Macro-News round-up:

In the Euro Area, producer price inflation PPI dropped from -0.30% in November 2023 to -0.80% in December. The risks of deflation are getting louder and louder. This is one of those things we are anticipating weeks or even months in advance. If we finally enter a deflationary environment, for readers of this report, it will not come as a great surprise.

We have also been mentioning for a couple of weeks now the possibility of a fall in global demand, given the low upward response of crude oil to the events in the Middle East. Well, German data appears to point in the same direction, confirming our diagnosis.

Germany: The sluggish worldwide demand in December caused German exports to decline more than anticipated, according to figures released on Monday by the federal statistics agency.

In December, exports decreased by 4.6% from the previous year. The outcome contrasted with a 2.0% decline predicted in a Reuters survey.

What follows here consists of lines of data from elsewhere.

//! Engine configuration loaded from YAML

use serde::{Deserialize, Serialize};
use std::path::{Path, PathBuf};
use std::time::Duration;
use thiserror::Error;

/// Errors from loading configuration or rule files.
#[derive(Debug, Error)]
pub enum ConfigError {
    #[error("failed to read {path}: {source}")]
    Io {
        path: PathBuf,
        #[source]
        source: std::io::Error,
    },
    #[error("invalid YAML: {0}")]
    Yaml(#[from] serde_yaml::Error),
    #[error("invalid configuration: {0}")]
    Invalid(String),
    #[error("invalid pattern '{pattern}': {source}")]
    Regex {
        pattern: String,
        #[source]
        source: regex_lite::Error,
    },
    #[error("duplicate rule {0}")]
    DuplicateRule(String),
}

/// Retry policy for index sink failures.
#[derive(Debug, Clone, PartialEq, Eq, Serialize, Deserialize)]
#[serde(default)]
pub struct SinkConfig {
    /// Attempts after the first before an event is dead-lettered
    pub max_retries: u32,
    /// Attempt `n` waits `n * retry_delay_ms`
    pub retry_delay_ms: u64,
}

impl Default for SinkConfig {
    fn default() -> Self {
        Self {
            max_retries: 5,
            retry_delay_ms: 250,
        }
    }
}

impl SinkConfig {
    /// Delay before retry number `attempt` (1-based)
    pub fn delay_for(&self, attempt: u32) -> Duration {
        Duration::from_millis(self.retry_delay_ms.saturating_mul(u64::from(attempt)))
    }
}

#[derive(Debug, Clone, PartialEq, Eq, Serialize, Deserialize)]
#[serde(default)]
pub struct EngineConfig {
    pub workers: usize,
    pub max_walk_depth: usize,
    pub max_propagation_depth: usize,
    pub sink: SinkConfig,
}

impl Default for EngineConfig {
    fn default() -> Self {
        Self {
            workers: 4,
            max_walk_depth: 32,
            max_propagation_depth: 8,
            sink: SinkConfig::default(),
        }
    }
}

impl EngineConfig {
    pub fn from_yaml_str(yaml: &str) -> Result<Self, ConfigError> {
        let config: Self = serde_yaml::from_str(yaml)?;
        config.validate()?;
        Ok(config)
    }

    pub fn load(path: &Path) -> Result<Self, ConfigError> {
        let yaml = std::fs::read_to_string(path).map_err(|source| ConfigError::Io {
            path: path.to_path_buf(),
            source,
        })?;
        Self::from_yaml_str(&yaml)
    }

    /// `$XDG_CONFIG_HOME/degraph/config.yaml` or the platform equivalent
    pub fn default_path() -> Option<PathBuf> {
        dirs::config_dir().map(|dir| dir.join("degraph").join("config.yaml"))
    }

    /// Load `path` if given, else the default path if it exists, else defaults.
    pub fn resolve(path: Option<&Path>) -> Result<Self, ConfigError> {
        match path {
            Some(path) => Self::load(path),
            None => match Self::default_path().filter(|p| p.is_file()) {
                Some(path) => Self::load(&path),
                None => Ok(Self::default()),
            },
        }
    }

    pub fn validate(&self) -> Result<(), ConfigError> {
        if self.workers == 0 {
            return Err(ConfigError::Invalid("workers must be at least 1".to_string()));
        }
        if self.max_walk_depth == 0 {
            return Err(ConfigError::Invalid("max_walk_depth must be at least 1".to_string()));
        }
        Ok(())
    }

    pub fn with_workers(mut self, workers: usize) -> Self {
        self.workers = workers;
        self
    }

    pub fn with_retries(mut self, max_retries: u32, retry_delay_ms: u64) -> Self {
        self.sink = SinkConfig {
            max_retries,
            retry_delay_ms,
        };
        self
    }
}
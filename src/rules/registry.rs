//! RuleRegistry: rule descriptors keyed by source `(index, type)`

use super::descriptor::RuleDescriptor;
use crate::config::ConfigError;
use crate::graph::TypeKey;
use std::collections::{BTreeMap, BTreeSet};
use std::sync::Arc;

/// Read-only set of rules consulted by the engine.
///
/// Several rules may share a source key as long as each writes to a
/// different target.
#[derive(Debug, Clone, Default)]
pub struct RuleRegistry {
    rules: BTreeMap<TypeKey, Vec<Arc<RuleDescriptor>>>,
}

impl RuleRegistry {
    pub fn new() -> Self {
        Self::default()
    }

    /// Build a registry from a list of rules, rejecting duplicates.
    pub fn from_rules(rules: impl IntoIterator<Item = RuleDescriptor>) -> Result<Self, ConfigError> {
        let mut registry = Self::new();
        for rule in rules {
            registry.register(rule)?;
        }
        Ok(registry)
    }

    /// Add a rule. Fails if a rule for the same `(source, target)` exists.
    pub fn register(&mut self, rule: RuleDescriptor) -> Result<(), ConfigError> {
        let slot = self.rules.entry(rule.source().clone()).or_default();
        if slot.iter().any(|r| r.target() == rule.target()) {
            return Err(ConfigError::DuplicateRule(rule.name()));
        }
        slot.push(Arc::new(rule));
        Ok(())
    }

    /// Rules whose source is `key`, in registration order.
    pub fn rules_for(&self, key: &TypeKey) -> &[Arc<RuleDescriptor>] {
        self.rules.get(key).map(Vec::as_slice).unwrap_or(&[])
    }

    /// Source keys whose rules differ between `self` and `other`.
    pub fn changed_sources(&self, other: &RuleRegistry) -> Vec<TypeKey> {
        let keys: BTreeSet<&TypeKey> = self.rules.keys().chain(other.rules.keys()).collect();
        keys.into_iter()
            .filter(|key| {
                let mine = self.rules_for(key);
                let theirs = other.rules_for(key);
                mine.len() != theirs.len()
                    || mine.iter().zip(theirs).any(|(a, b)| !a.same_definition(b))
            })
            .cloned()
            .collect()
    }

    /// `(source, target)` pairs present in `self` but not in `other`.
    pub fn retired_in(&self, other: &RuleRegistry) -> Vec<(TypeKey, TypeKey)> {
        self.iter()
            .filter(|rule| {
                !other
                    .rules_for(rule.source())
                    .iter()
                    .any(|r| r.target() == rule.target())
            })
            .map(|rule| (rule.source().clone(), rule.target().clone()))
            .collect()
    }

    pub fn iter(&self) -> impl Iterator<Item = &Arc<RuleDescriptor>> {
        self.rules.values().flatten()
    }

    pub fn len(&self) -> usize {
        self.rules.values().map(Vec::len).sum()
    }

    pub fn is_empty(&self) -> bool {
        self.rules.is_empty()
    }
}
//! Core graph data structures

mod edge;
mod events;
mod node;
mod store;
mod subgraph;

#[cfg(test)]
mod tests;

pub use edge::{Direction, Edge, EdgeId, EdgeSpec};
pub use events::{GraphEvent, RemovalReason};
pub use node::{is_flat_value, Node, NodeId, NodeMetadata, Properties, TypeKey};
pub use store::{GraphError, GraphResult, GraphStore};
pub use subgraph::Subgraph;
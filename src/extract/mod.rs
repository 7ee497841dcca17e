//! Extractor: turns a source document into the subgraph it declares
//!
//! Every rule registered for the document's `(index, type)` contributes to
//! one merged [`Subgraph`]. Either every rule succeeds and the merged result
//! validates, or the extraction fails as a whole and nothing is committed.

mod builder;

pub use builder::SubgraphBuilder;

use crate::document::Document;
use crate::graph::{NodeId, Subgraph};
use crate::pipeline::EngineError;
use crate::rules::{RuleDescriptor, RuleError, RuleStage};
use std::sync::Arc;
use tracing::debug;

/// Run every rule's extractor for `id` and merge the results.
pub fn extract_subgraph(
    id: &NodeId,
    document: &Document,
    rules: &[Arc<RuleDescriptor>],
) -> Result<Subgraph, EngineError> {
    let mut parts = Vec::with_capacity(rules.len());
    for rule in rules {
        let mut builder = SubgraphBuilder::new(id.clone());
        rule.extract_into(document, &mut builder)
            .map_err(|source| EngineError::rule(rule, RuleStage::Extract, source))?;
        parts.push(builder.finish());
    }

    let subgraph = Subgraph::merge(id.clone(), parts);
    if let Err(message) = subgraph.validate() {
        let rule = rules.first().map(|r| r.name()).unwrap_or_default();
        return Err(EngineError::Rule {
            rule,
            stage: RuleStage::Extract,
            source: RuleError::InvalidShape(message),
        });
    }

    debug!(
        node = %id,
        edges = subgraph.edges.len(),
        properties = subgraph.properties.len(),
        "extracted subgraph"
    );
    Ok(subgraph)
}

According to the office, exports to EU nations decreased by 5.5% from the previous month, while exports to non-EU nations decreased by 3.5%.

Please, remember, In the fourth quarter, the GDP shrank by 0.3% from the previous quarter, causing experts to issue a recession warning.

China: State-sponsored purchasing probably lifted Chinese stocks from multi-year lows for the second day in a row. Investors are sceptical that the support will endure and caution that it will leave markets unstable and out of balance.

As long as the real estate industry continues to be fragile and a burden on investor and consumer confidence, financial support of the market cannot be maintained and will not result in a long-term turnaround. Given the value of mainland stocks—which approach $9 trillion—the effort is enormous.

More than $17 billion was tracked into blue-chip funds by S&P Global Market Intelligence last month, but the fundamental growth issue is still unresolved.

The impact of domestic purchases was disputed in 2015 because to the far more favourable economic environment. In any event, it took months for the markets to reach a bottom and more than five years for the blue-chip CSI300 to return to its peak.

By the way, what guarantee do we have that this is not what is happening in Europe’s bullish stock markets? Despite increasingly poor macroeconomic data and being mired in recession, their stock markets seem to be magically rising.